Although there have been many medical progresses over the past 70 years, one question remains a challenge: How much funding does the NHS need to function properly?
Prime Minister Theresa May recently pledged that she would draw up long-term NHS funding plans by the summer.
As we wait to hear about the exact amount of money that will be put into the health service, Health Foundation director of research and economic Anita Charlesworth and Karen Bloor, professor of health, economics and policy at the University of York, ask how much would be enough.
Current and future pressures
In a study – 70 Years of NHS Funding Debate: how do we know how much is enough – published in the British Medical Journal yesterday, Professor Bloor and Ms Charlesworth reported that the NHS faced its first winter crisis in 1948 and that substantial overspend in the first two years of the NHS alarmed the Treasury.

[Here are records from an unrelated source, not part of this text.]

use std::path::PathBuf;
use thiserror::Error;

#[derive(Debug, Error)]
pub enum EngineError {
    #[error("invalid url: {0}")]
    InvalidUrl(String),

    #[error("failed to fetch video info: {0}")]
    InfoFetch(String),

    #[error("download failed: {0}")]
    Download(String),

    #[error("external tool is missing: {tool}")]
    ExternalToolMissing { tool: String },

    #[error("external tool failed: {tool} (code={code:?}) {stderr}")]
    ExternalToolFailed {
        tool: String,
        code: Option<i32>,
        stderr: String,
    },

    #[error("video dimensions are not known yet")]
    PreviewUnavailable,

    #[error("no effects selected, nothing to process")]
    NoEffectsSelected,

    #[error("filesystem error at {path}: {source}")]
    Filesystem {
        path: PathBuf,
        source: std::io::Error,
    },

    #[error("json error: {0}")]
    Json(#[from] serde_json::Error),

    #[error("io error: {0}")]
    Io(#[from] std::io::Error),

    /// Not a failure. Workers return this to unwind after the cancel flag is
    /// observed; the job boundary maps it to the Canceled terminal status.
    #[error("job canceled")]
    Canceled,
}

pub type Result<T> = std::result::Result<T, EngineError>;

According to the Office for National Statistics, the UK spent 9.8% of its gross domestic product (GDP) on healthcare in 2016, making it the second lowest-spending nation in the G7 – which also includes Canada, France, Germany, Italy, Japan and the US.
Over the past eight years, the NHS has been underfunded, with an annual growth of around 1.3% between 2009/10 and 2015/16 compared to the annual 4.1% average growth from 1955/56 to 2015/16.
With an estimated 4.4 million more people aged 65 and over and 1.3 million more people over the age of 85 by 2033 and more complex conditions than ever, demand and pressures on the health service will only continue to grow.
The Institute for Fiscal Studies (IFS) argues that to secure ‘modest improvements in NHS services’, funding should increase by 4% a year over the medium term and 5% in the short term.
The IFS believes that plans are likely to be reflected in a substantial rise in taxes to meet future health and social care pressures, which could range between 1.6 and 2.6% of the GDP.
‘Political choice’
In the UK, health spending is public, which means decisions are made through a political process.
Since the creation of the NHS, many have argued that the service is often used as a ‘political football’. British Medical Association honorary vice president Dr Kailash Chand says the debate around privately vs publicly-funded services brings ‘all manner of conflicts and restructuring’.
He adds: ‘We should take politics out of the NHS, but it’s a very important part of the whole concept – even in 1948 there were two opposing views’.
Professor Bloor and Ms Charlesworth argue that ‘spending has been volatile, driven by both political ideology and the need to fund substantial reforms’.
They continue: ‘Periods of relative famine, creating political crises fuelled by concerns about quality of care, have been followed by periods of relative feast, often stimulating price and wage inflation.
‘Particularly at crisis points, governments and other organisations have tried to identify how much needs to be spent and how to convince the public and service that it is spending the right amount.’
Right level of funding
Talking about the NHS in a speech given at the Royal College of Nursing in 1948, NHS creator Aneurin (Nye) Bevan said: ‘We shall never have all we need. Expectations will always exceed capacity.’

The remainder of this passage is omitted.